Baliho berisi publikasi tentang agenda upacara adat hajad-dalem Garebeg Mulud atau Sekaten 2023 bertuliskan kata dengan huruf besar “Mangayubagya” yang disebut Pengageng Sasana Wilapa sudah salah persepsi dan gagal paham, masih ditambah kesalahan fatal menuliskan tanggal dalam kalender Jawa. Menjawab pertanyaan iMNews.id saat dia “berkantor” di teras Nguntarasana, siang tadi ditegaskan, Sinuhun PB XIII atau atas nama Kraton Mataram Surakarta adalah pemilik/penyelenggara upacara adat itu yang seharusnya menerima ucapan “mangayubagya” dari pihak lain atau pihak di luar kraton yang menyambut atau memeriahkan.
“Kalau sebelum saya masuk (kembali bekerja-Red) di kraton, saya biarkan saja kesalahan-kesalan itu. Jadi, biar masyarakat luas tahu sebenarnya siapa yang tidak mudeng. Selama 5 tahun saya di luar, baliho publikasi ukuran besar besar kegiatan kraton dipasang di mana-mana. Jadi, ya selama 5 tahun saya di luar itu kesalahan fatal telah terjadi. Kami diam saja, tetapi masyarakat di luar tentu banyak yang tahu, dan pasti menertawakan. Sekarang, saya sudah berada di dalam, kesalahan yang diulang seperti itu tidak bisa saya biarkan,” tandas GKR Wandansari Koes Moertiyah yang akrab disapa Gusti Moeng,
Kesalahan fatal yang bisa mengundang penilaian negatif masyarakat luas, menurutnya terletak pada kata “Mangayubagya” dan penulisan tanggal dimulainya upacara adat hajad-dalem Sekaten sampai puncaknya pada peristiwa prosesi hajad-dalem gunungan Garebeg Mulud. Karena, pada bulan Mulud tahun Jimawal 1957 ini, tanggal kelahiran Nabi Muhammad yang diperingati dengan ritual tradisi Jawa itu jatuh pada tanggal 12 Maulud/Mulud tahun Jimawal 1957 yang tepat pada Kamis, 28 September, sedangkan dalam semua baliho itu tertulis Rabu, 27 September.
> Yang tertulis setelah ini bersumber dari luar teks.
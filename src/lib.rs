//! portfolio-panel - terminal panel switching between a portfolio view and
//! a multilingual AI assistant

pub mod config;
pub mod error;
pub mod tui;

pub use config::{Holding, Language, PanelConfig};
pub use error::{FixSuggestion, PanelError, Result};
pub use tui::{PanelProps, PortfolioPanel, Section};
use axum::http::StatusCode;

#[derive(Debug)]
pub struct AppError {
    pub status: StatusCode,
    pub message: String,
}

impl AppError {
    pub fn bad_request(message: impl Into<String>) -> Self {
        Self {
            status: StatusCode::BAD_REQUEST,
            message: message.into(),
        }
    }

    pub fn not_found(message: impl Into<String>) -> Self {
        Self {
            status: StatusCode::NOT_FOUND,
            message: message.into(),
        }
    }

    pub fn internal(err: impl std::error::Error) -> Self {
        Self {
            status: StatusCode::INTERNAL_SERVER_ERROR,
            message: err.to_string(),
        }
    }
}

impl From<std::io::Error> for AppError {
    fn from(err: std::io::Error) -> Self {
        Self::internal(err)
    }
}

impl axum::response::IntoResponse for AppError {
    fn into_response(self) -> axum::response::Response {
        (self.status, self.message).into_response()
    }
}
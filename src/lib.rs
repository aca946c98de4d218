pub mod app;
pub mod calc;
pub mod dates;
pub mod errors;
pub mod handlers;
pub mod models;
pub mod ordering;
pub mod state;
pub mod storage;
pub mod summary;
pub mod ui;

pub use app::router;
pub use state::AppState;
pub use storage::{load_data, resolve_data_path};
use crate::dates;
use crate::models::{AppData, ChartSeries, SummaryResponse};
use chrono::{Datelike, Local, NaiveDate};
use std::collections::BTreeMap;

pub fn build_summary(year: i32, data: &AppData) -> SummaryResponse {
    build_summary_at(Local::now().date_naive(), year, data)
}

/// Dashboard aggregates over both record lists. `year` scopes the chart
/// series; the quarter average and month-over-month reduction always follow
/// `today`.
pub fn build_summary_at(today: NaiveDate, year: i32, data: &AppData) -> SummaryResponse {
    let mut monthly = Vec::with_capacity(12);
    let mut labels = Vec::with_capacity(12);
    for month in 1..=12 {
        labels.push(format!("{year}-{month:02}"));
        monthly.push(month_total(data, year, month));
    }

    let energy_year: f64 = data
        .energy
        .iter()
        .filter(|r| record_year(&r.date) == Some(year))
        .map(|r| r.co2_emitted)
        .sum();
    let fuel_year: f64 = data
        .fuel
        .iter()
        .filter(|r| record_year(&r.date) == Some(year))
        .map(|r| r.co2_emitted)
        .sum();

    let total_co2 = data.energy.iter().map(|r| r.co2_emitted).sum::<f64>()
        + data.fuel.iter().map(|r| r.co2_emitted).sum::<f64>();
    let record_count = data.energy.len() + data.fuel.len();

    let quarter_start_month = (today.month0() / 3) * 3 + 1;
    let quarter_total: f64 = (0..3)
        .map(|offset| month_total(data, today.year(), quarter_start_month + offset))
        .sum();
    let quarter_avg = quarter_total / 3.0;

    let current = month_total(data, today.year(), today.month());
    let (prev_year, prev_month) = if today.month() == 1 {
        (today.year() - 1, 12)
    } else {
        (today.year(), today.month() - 1)
    };
    let previous = month_total(data, prev_year, prev_month);
    let reduction_percent = if previous > 0.0 {
        Some((previous - current) / previous * 100.0)
    } else {
        None
    };

    SummaryResponse {
        year,
        monthly_totals: ChartSeries {
            labels,
            data: monthly,
        },
        by_category: ChartSeries {
            labels: vec!["Energy".to_string(), "Fuel".to_string()],
            data: vec![energy_year, fuel_year],
        },
        total_co2,
        record_count,
        most_used_fuel: most_used_fuel(data),
        quarter_avg,
        reduction_percent,
    }
}

fn record_year(date: &str) -> Option<i32> {
    dates::normalize(date).map(|d| d.year())
}

fn month_total(data: &AppData, year: i32, month: u32) -> f64 {
    let in_month = |date: &str| {
        dates::normalize(date).is_some_and(|d| d.year() == year && d.month() == month)
    };
    data.energy
        .iter()
        .filter(|r| in_month(&r.date))
        .map(|r| r.co2_emitted)
        .sum::<f64>()
        + data
            .fuel
            .iter()
            .filter(|r| in_month(&r.date))
            .map(|r| r.co2_emitted)
            .sum::<f64>()
}

/// Fuel name appearing on the most records; ties go to the name seen first
/// in list order.
fn most_used_fuel(data: &AppData) -> Option<String> {
    let mut counts: BTreeMap<&str, usize> = BTreeMap::new();
    for record in &data.fuel {
        if !record.fuel_name.is_empty() {
            *counts.entry(record.fuel_name.as_str()).or_default() += 1;
        }
    }
    let best = counts.values().copied().max()?;
    data.fuel
        .iter()
        .map(|r| r.fuel_name.as_str())
        .find(|name| counts.get(name) == Some(&best))
        .map(str::to_string)
}
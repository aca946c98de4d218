use crate::ordering::{ListEntry, RecordId};
use serde::{Deserialize, Serialize};

/// Electricity consumption record. `co2_emitted` is derived; the server
/// recomputes it on every write.
#[derive(Debug, Clone, Serialize, Deserialize)]
pub struct EnergyEmission {
    #[serde(default)]
    pub id: Option<RecordId>,
    pub date: String,
    pub kwh_consumed: f64,
    pub emission_factor: f64,
    pub co2_emitted: f64,
}

/// Travel fuel consumption record. `efficiency` is km per liter.
#[derive(Debug, Clone, Serialize, Deserialize)]
pub struct FuelEmission {
    #[serde(default)]
    pub id: Option<RecordId>,
    pub date: String,
    pub km_traveled: f64,
    pub efficiency: f64,
    #[serde(default)]
    pub fuel_id: Option<RecordId>,
    pub fuel_name: String,
    pub emission_factor: f64,
    pub co2_emitted: f64,
}

impl ListEntry for EnergyEmission {
    fn entry_id(&self) -> Option<&RecordId> {
        self.id.as_ref()
    }

    fn entry_date(&self) -> Option<&str> {
        Some(self.date.as_str())
    }
}

impl ListEntry for FuelEmission {
    fn entry_id(&self) -> Option<&RecordId> {
        self.id.as_ref()
    }

    fn entry_date(&self) -> Option<&str> {
        Some(self.date.as_str())
    }
}

/// Persisted application state. Both lists stay date-descending at all times.
#[derive(Debug, Clone, Serialize, Deserialize, Default)]
pub struct AppData {
    pub energy: Vec<EnergyEmission>,
    pub fuel: Vec<FuelEmission>,
    pub next_id: i64,
}

#[derive(Debug, Deserialize)]
pub struct EnergyUpsertRequest {
    #[serde(default)]
    pub id: Option<RecordId>,
    pub date: String,
    pub kwh_consumed: f64,
}

#[derive(Debug, Deserialize)]
pub struct FuelUpsertRequest {
    #[serde(default)]
    pub id: Option<RecordId>,
    pub date: String,
    pub km_traveled: f64,
    pub efficiency: f64,
    #[serde(default)]
    pub fuel_id: Option<RecordId>,
}

#[derive(Debug, Serialize)]
pub struct EmissionsResponse {
    pub energy: Vec<EnergyEmission>,
    pub fuel: Vec<FuelEmission>,
}

/// Chart-ready series: one label per data point.
#[derive(Debug, Serialize)]
pub struct ChartSeries {
    pub labels: Vec<String>,
    pub data: Vec<f64>,
}

#[derive(Debug, Serialize)]
pub struct SummaryResponse {
    pub year: i32,
    pub monthly_totals: ChartSeries,
    pub by_category: ChartSeries,
    pub total_co2: f64,
    pub record_count: usize,
    pub most_used_fuel: Option<String>,
    pub quarter_avg: f64,
    pub reduction_percent: Option<f64>,
}
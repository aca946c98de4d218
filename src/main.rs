use co2_tracker::{calc, load_data, resolve_data_path, router, AppState};
use std::{env, net::SocketAddr};
use tokio::fs;
use tracing::info;
use tracing_subscriber::{fmt, EnvFilter};

#[tokio::main]
async fn main() -> Result<(), Box<dyn std::error::Error>> {
    fmt()
        .with_env_filter(EnvFilter::from_default_env().add_directive("info".parse()?))
        .init();

    let data_path = resolve_data_path()?;
    if let Some(parent) = data_path.parent() {
        fs::create_dir_all(parent).await?;
    }

    let data = load_data(&data_path).await;
    let state = AppState::new(data_path, data, calc::default_fuels());

    let app = router(state);

    let port = env::var("PORT")
        .ok()
        .and_then(|value| value.parse::<u16>().ok())
        .unwrap_or(8080);
    let addr = SocketAddr::from(([0, 0, 0, 0], port));

    info!("listening on http://{addr}");
    let listener = tokio::net::TcpListener::bind(addr).await?;
    axum::serve(listener, app).await?;

    Ok(())
}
“La wong lahirnya jelas tanggal 12 Mulud, kok dimajukan tanggal 11 Mulud. Apa tumon…? Tadi sudah saya peringatkan untuk mengganti penulisan yang salah itu. Ngisin-isine wae. Ternyata, mereka tidak sadar dan tidak mudeng kalau yang ditulis itu salah. Kebangeten tenan, berarti selama ini mereka memang tidak ada yang mudeng. Makanya salah terus. Padahal, lembaga Kraton Mataram Surakarta, yang selalu dijadikan pedoman (kraton) Jogja dan yang lain. Karena mereka yakin, Kraton Surakarta yang membawa/meneruskan perhitungan yang benar kalender Jawa Sultan Agung,” jelas Gusti Moeng lagi.
Saat Gusti Moeng berbicara dengan iMNews.id dan seorang awak media lain, kebetulan KRMH Suryo Kusumo Wibowo (Wakil Pengageng Sasana Prabu) juga baru saja dan langsung ditanya soal revisi hal penting dan esensial dalam media publikasi itu. Kepada Pengageng Sasana Wilapa, KRMH Suryo yang banyak ditugasi sebagai koordinator lapangan (korlap) setiap upacara adat di kraton yang menggunakan prosesi kirab itu langsung melaporkan, bahwa baliho publikasi dimaksud akan dilepas dan diganti baru yang sudah sesuai bahasa publikasi dan pedoman penaggalannya secara tepat dan benar.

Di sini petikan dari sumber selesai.